Monday, January 31, 2011

Taming of the Shrew: An Overview

This week we are taking a look at Shakespeare's comedies.  I originally signed up for Twelfth Night, but after today's class discussion, and talking about Taming of the Shrew, I am thinking that I will read this play.
I have read this play before, but not really all that well.  I was in this play in High School, but I just memorized my part and was done with it.  I am looking forward to a more involved reading of this play, especially looking at the ideas of feminism and gender roles and family relationships in the play.  I will also be reading this play in English and German, comparing the language and the phrases used to see if there are any distinct differences in the play in these two languages.

First: The title in German is Der Widerspenstigen Zähmung, which is Taming of the Unruly, Rebellious, Wayward, Stubborn.
I don't know if that changes the meaning or interpretation of the play at all, but it at least makes it a little more understandable.  I remember the first time I heard about the Taming of the Shrew I thought it was about an actual shrew, the little vole-like animal.
Wouldn't be hard to tame, honestly.
Well, we'll see what else I find as I study this play in depth.  Stay tuned.

Saturday, January 29, 2011

An Apology for Richard

I have been reading and writing about Richard II lately, but today in class I sat in on a small group discussion about Richard III, a play and a character that I am very familiar with.
First, there is no relation between the two Richards, who ruled England nearly 80 years apart.  Just the briefest of history lessons: Richard II was deposed by Henry IV, whose grandson Henry VI was deposed by Edward IV, who died leaving the throne empty for his brother Richard III.  


As I mentioned, I have study Richard III quite a bit,  two years ago I wrote a 6 page paper in defense of Richard, and last year I wrote a 16 page paper defending him and comparing him to a character in a German novel who I saw as very similar.  Let me set up my defense of Richard, but with one caveat: I do not condone Richard for what he did.  He is a villain, a devil, an evil, evil man who committed many atrocities.  But, I can begin to understand him and where he came from.


The question is asked again and again, "Why is Richard the way he is?"  And for me, part of the answer has to be, That is the way society made him.
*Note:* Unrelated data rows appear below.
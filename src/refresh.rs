//! Background refreshes, at most one running per user.
//!
//! The job thread is the only writer of its user's status; the dashboard
//! polls it on every tick.

use anyhow::{Result, anyhow};
use log::{error, info};
use serde::Serialize;
use std::any::Any;
use std::collections::HashMap;
use std::panic::{self, AssertUnwindSafe};
use std::path::PathBuf;
use std::sync::{Arc, Mutex, MutexGuard};
use std::thread::{self, JoinHandle};
use thiserror::Error;

use crate::db;
use crate::db::repository::SubjectRepo;
use crate::snapshot::Snapshot;

#[derive(Error, Debug, PartialEq)]
pub enum RefreshError {
    #[error("A refresh is already running for {0}")]
    AlreadyRunning(String),
}

#[derive(Debug, Clone, Default, PartialEq, Serialize)]
pub struct RefreshStatus {
    pub running: bool,
    pub progress: String,
    pub error: Option<String>,
    pub complete: bool,
}

impl RefreshStatus {
    pub fn is_finished(&self) -> bool {
        !self.running && (self.complete || self.error.is_some())
    }
}

type StatusMap = HashMap<String, RefreshStatus>;

#[derive(Debug, Clone, Default)]
pub struct RefreshTracker {
    statuses: Arc<Mutex<StatusMap>>,
}

/// Handed to a running job so it can report what it is doing.
pub struct Progress {
    tracker: RefreshTracker,
    user: String,
}

impl Progress {
    pub fn report(&self, message: impl Into<String>) {
        let mut map = self.tracker.lock();
        if let Some(status) = map.get_mut(&self.user) {
            status.progress = message.into();
        }
    }
}

impl RefreshTracker {
    pub fn new() -> Self {
        Self::default()
    }

    fn lock(&self) -> MutexGuard<'_, StatusMap> {
        // Poisoning only means some thread panicked mid-update; the map is still whole.
        self.statuses.lock().unwrap_or_else(|e| e.into_inner())
    }

    pub fn status(&self, user: &str) -> RefreshStatus {
        self.lock().get(user).cloned().unwrap_or_default()
    }

    pub fn is_running(&self, user: &str) -> bool {
        self.lock().get(user).is_some_and(|s| s.running)
    }

    /// Run `job` on its own thread for `user`. The job returns a short
    /// summary on success.
    pub fn start<F>(&self, user: &str, job: F) -> Result<JoinHandle<()>, RefreshError>
    where
        F: FnOnce(&Progress) -> Result<String> + Send + 'static,
    {
        {
            let mut map = self.lock();
            let status = map.entry(user.to_string()).or_default();
            if status.running {
                return Err(RefreshError::AlreadyRunning(user.to_string()));
            }
            *status = RefreshStatus {
                running: true,
                progress: "Starting...".to_string(),
                error: None,
                complete: false,
            };
        }

        info!("refresh started for {}", user);
        let progress = Progress {
            tracker: self.clone(),
            user: user.to_string(),
        };
        Ok(thread::spawn(move || {
            let outcome = panic::catch_unwind(AssertUnwindSafe(|| job(&progress)))
                .unwrap_or_else(|payload| {
                    Err(anyhow!("Refresh crashed: {}", panic_message(&*payload)))
                });
            progress.tracker.finish(&progress.user, outcome);
        }))
    }

    fn finish(&self, user: &str, outcome: Result<String>) {
        let mut map = self.lock();
        let status = map.entry(user.to_string()).or_default();
        match outcome {
            Ok(summary) => {
                info!("refresh for {} finished: {}", user, summary);
                status.progress = summary;
                status.complete = true;
            }
            Err(e) => {
                error!("refresh for {} failed: {:#}", user, e);
                status.error = Some(format!("{:#}", e));
            }
        }
        status.running = false;
    }

    /// Hand back a finished status once, clearing it from the map.
    pub fn take_finished(&self, user: &str) -> Option<RefreshStatus> {
        let mut map = self.lock();
        if map.get(user).is_some_and(RefreshStatus::is_finished) {
            map.remove(user)
        } else {
            None
        }
    }
}

fn panic_message(payload: &(dyn Any + Send)) -> &str {
    payload
        .downcast_ref::<&str>()
        .copied()
        .or_else(|| payload.downcast_ref::<String>().map(String::as_str))
        .unwrap_or("unknown panic")
}

/// Job that re-imports a snapshot file through its own connection.
pub fn snapshot_job(
    db_path: PathBuf,
    user: String,
    snapshot_path: PathBuf,
) -> impl FnOnce(&Progress) -> Result<String> + Send + 'static {
    move |progress: &Progress| {
        progress.report("Opening database...");
        let conn = db::open(&db_path)?;

        progress.report("Reading snapshot...");
        let snapshot = Snapshot::load(&snapshot_path)?;
        let records = snapshot.records()?;
        if records.is_empty() {
            anyhow::bail!("No data found in {:?}", snapshot_path);
        }

        progress.report("Saving data...");
        let saved = SubjectRepo::save_snapshot(&conn, &user, &records, &snapshot.label(&snapshot_path))?;
        Ok(format!("Imported {} subjects", saved))
    }
}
Thursday, January 27, 2011

Was Shakespeare revolting?

 Please excuse the poor pun in the title, but I want to write about something I came across while studying Richard II: Shakespeare's subversive nature.  Especially with the play Richard II, many see Shakespeare's plays as swaying public opinion either for or against the monarch.  In Richard II, an upstart young noble, Henry Bolingbroke manages to overthrow the king, which is not generally the kind of thing kings enjoy.  Elizabeth I is reported as once having said, "I am Richard II, know ye not that?", there were those who thought her unfit as a monarch, partly because she had never married, never produced an heir.  The Earl of Essex, reportedly, on the night before his planned rebellion against Elizabeth, paid the Chamberlain's Men to perform Richard II.  He was imprisoned and later executed, but the thought remains -- does Richard II have anything to do with revolution?  Does this play speak either for or against deposing a monarch?

The Earl of Essex turns his back on Queen Elizabeth I, , from COMIC ENGLISH HISTORIES by Dick Doyle, 1886.

Wednesday, January 26, 2011

Timeline of plays

As I was doing some background research on Richard II, I was looking at the date it was written.  The following excerpt from a chart I found with the left column showing the year in which these plays were first performed and the right column showing the year these plays were first published (as well as we can tell).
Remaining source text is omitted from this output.